Heteropternis thoracica, CHongwe, Lusaka, Zambia
Male. Photographed in March 2011, in Chongwe, Lusaka, Zambia, using Olympus E-420, Zuiko 40-150mm lens and 3 KOOD magnifiers.

That's not a judgement on today's featured creature, a perfectly harmless - and herbivorous - grasshopper, but a note on the similarity of the thoracic markings for some males of this species and the Potato Hawk-Moth (Acherontia atropos - an as yet unfeatured European species) used by the character: the symmetrical pale markings on a dark background can, with a little more imagination required for the grasshopper, look rather skull-like.

In the case of this individual, quite a lot of imagination would be required.

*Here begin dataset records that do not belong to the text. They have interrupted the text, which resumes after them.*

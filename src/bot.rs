// Battlesnake bot
//
// Owns the static configuration and answers the four API calls. Move
// requests are translated into a simulation board and handed to the MCTS
// on a blocking thread; the HTTP side only waits for the report or the
// response deadline, whichever comes first. A search that misses the deadline
// is told to stop so it does not hold a blocking thread into the next turn.

use log::{error, info, warn};
use serde_json::{json, Value};
use std::sync::atomic::{AtomicBool, Ordering};
use std::sync::Arc;
use std::time::{Duration, Instant};

use crate::board;
use crate::config::Config;
use crate::debug_logger::DebugLogger;
use crate::mcts;
use crate::movegen::{legal_moves, FALLBACK_MOVE};
use crate::types::{Battlesnake, Board, Direction, Game};

/// Battlesnake Bot with OOP-style API
/// Takes static configuration dependencies and exposes methods corresponding to API endpoints
pub struct Bot {
    config: Config,
    debug_logger: DebugLogger,
}

impl Bot {
    /// Creates a new Bot instance with the given configuration and no decision log
    ///
    /// # Arguments
    /// * `config` - Static configuration that does not change during the bot's lifetime
    pub fn new(config: Config) -> Self {
        Self::with_debug_logger(config, DebugLogger::disabled())
    }

    /// Creates a Bot that records every decision through `debug_logger`
    pub fn with_debug_logger(config: Config, debug_logger: DebugLogger) -> Self {
        Bot {
            config,
            debug_logger,
        }
    }

    pub fn config(&self) -> &Config {
        &self.config
    }

    /// Returns bot metadata and appearance
    /// Corresponds to GET / endpoint
    pub fn info(&self) -> Value {
        info!("INFO");

        json!({
            "apiversion": "1",
            "author": "mcts-snake",
            "color": "#3E338F",
            "head": "default",
            "tail": "default",
        })
    }

    /// Called when a game starts
    /// Corresponds to POST /start endpoint
    pub fn start(&self, game: &Game, _turn: &i32, board: &Board, _you: &Battlesnake) {
        info!(
            "GAME START {} ({}, {}x{}, {} snakes)",
            game.id,
            game.ruleset.name,
            board.width,
            board.height,
            board.snakes.len()
        );
    }

    /// Called when a game ends
    /// Corresponds to POST /end endpoint
    pub fn end(&self, game: &Game, turn: &i32, board: &Board, you: &Battlesnake) {
        let survived = board.snakes.iter().any(|s| s.id == you.id);
        info!(
            "GAME OVER {} after {} turns ({})",
            game.id,
            turn,
            if survived { "survived" } else { "eliminated" }
        );
    }

    /// Builds the simulation board for a request, with the configured health rules applied
    pub fn simulation_board(config: &Config, game: &Game, turn: i32, board: &Board) -> board::Board {
        let mut sim = board::Board::from_wire(game, turn, board);
        sim.settings.max_health = config.game_rules.health_on_food;
        sim.settings.health_loss_per_turn = config.game_rules.health_loss_per_turn;
        sim
    }

    /// Computes and returns the next move using Monte Carlo Tree Search
    /// Corresponds to POST /move endpoint
    ///
    /// The search runs on tokio's blocking pool. If it fails or misses the
    /// effective time budget a safe in-bounds move is returned instead.
    ///
    /// # Arguments
    /// * `game` - Current game metadata
    /// * `turn` - Current turn number
    /// * `board` - Current board state
    /// * `you` - Your snake's current state
    ///
    /// # Returns
    /// * `Value` - JSON response containing the chosen move direction
    pub async fn get_move(&self, game: &Game, turn: &i32, board: &Board, you: &Battlesnake) -> Value {
        let start_time = Instant::now();
        info!("Turn {}: Computing move", turn);

        let sim = Self::simulation_board(&self.config, game, *turn, board);
        let fallback = Self::safe_default(&sim, you, &self.config);

        let search_board = sim.clone();
        let you_id = you.id.clone();
        let search_config = self.config.search.clone();
        let strictness = self.config.move_generation.strictness;

        let stop = Arc::new(AtomicBool::new(false));
        let search_stop = Arc::clone(&stop);
        let handle = tokio::task::spawn_blocking(move || {
            mcts::choose_move_with_stop(
                &search_board,
                &you_id,
                &search_config,
                strictness,
                &search_stop,
            )
        });

        let budget = Duration::from_millis(self.config.timing.effective_budget_ms());
        let chosen_move = match tokio::time::timeout(budget, handle).await {
            Ok(Ok(Ok(report))) => {
                self.debug_logger
                    .log_move(*turn, game.clone(), board.clone(), you.id.clone(), &report);
                report.chosen
            }
            Ok(Ok(Err(e))) => {
                error!("Turn {}: search failed: {}", turn, e);
                fallback
            }
            Ok(Err(e)) => {
                error!("Turn {}: search task panicked: {}", turn, e);
                fallback
            }
            Err(_) => {
                stop.store(true, Ordering::Relaxed);
                warn!(
                    "Turn {}: search exceeded {}ms budget, playing {}",
                    turn,
                    budget.as_millis(),
                    fallback
                );
                fallback
            }
        };

        info!(
            "Turn {}: Chose {} (time: {}ms)",
            turn,
            chosen_move.as_str(),
            start_time.elapsed().as_millis()
        );

        json!({ "move": chosen_move.as_str() })
    }

    /// Move used when the search produces nothing: the first legal move,
    /// else any move that stays on the board, else the fallback move
    fn safe_default(sim: &board::Board, you: &Battlesnake, config: &Config) -> Direction {
        if let Some(&mv) = legal_moves(sim, &you.id, config.move_generation.strictness).first() {
            return mv;
        }
        let head = you.body.first().copied().unwrap_or(you.head);
        Direction::all()
            .into_iter()
            .find(|dir| sim.in_bounds(&dir.apply(&head)))
            .unwrap_or(FALLBACK_MOVE)
    }
}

Same individual, different angle.

 As with most African grasshoppers that don't form biblical swarms, there's not a huge amount known about this species. Quite possibly poisonous, as it shows off a bright-red abdomen in flight, but this is purely conjecture on my part. What we do know, or at least strongly suspect, is that it is:

Heteropternis thoracica
(Walker, 1870)

Which, as you may suspect, belongs to:

- Ailopini     
- Oedipodinae
See also Humbe tenuicornis.
- Acrididae       
 - Acridoidea       
- Acrididea            
- Caelifera               
- Orthoptera              
 - Panorthopera            
- Orthopterida               
- Polyorthoptera             
- Anartioptera                   
- Polyneoptera                   
See also Sibylla.
- Neoptera                             
- Manopterygota                        
 - Pterygota                                    
- Dicondylia                                    
- Insecta                                            
- Hexapoda                                         
- Arthropoda                                         
- Ecdysozoa                                             
 - Protostomia                                             
- Nephrozoa                                                 
- Bilateralia                                                      
- Eumetazoa                                                       
- Animalia                                                              
- Eukaryota                                                                 

And that, folks, is all.

For now.



The orthoptera speciesfile is, as always, the best resource around for identifying African grasshoppers, although it must be noted that its usefulness is greatly increased by a rapid connection. Trawling through species distributions and descriptions with a dial-up connection would be extremely time-consuming and probably more expensive than purchasing the original papers in which regionally-appropriate species were described.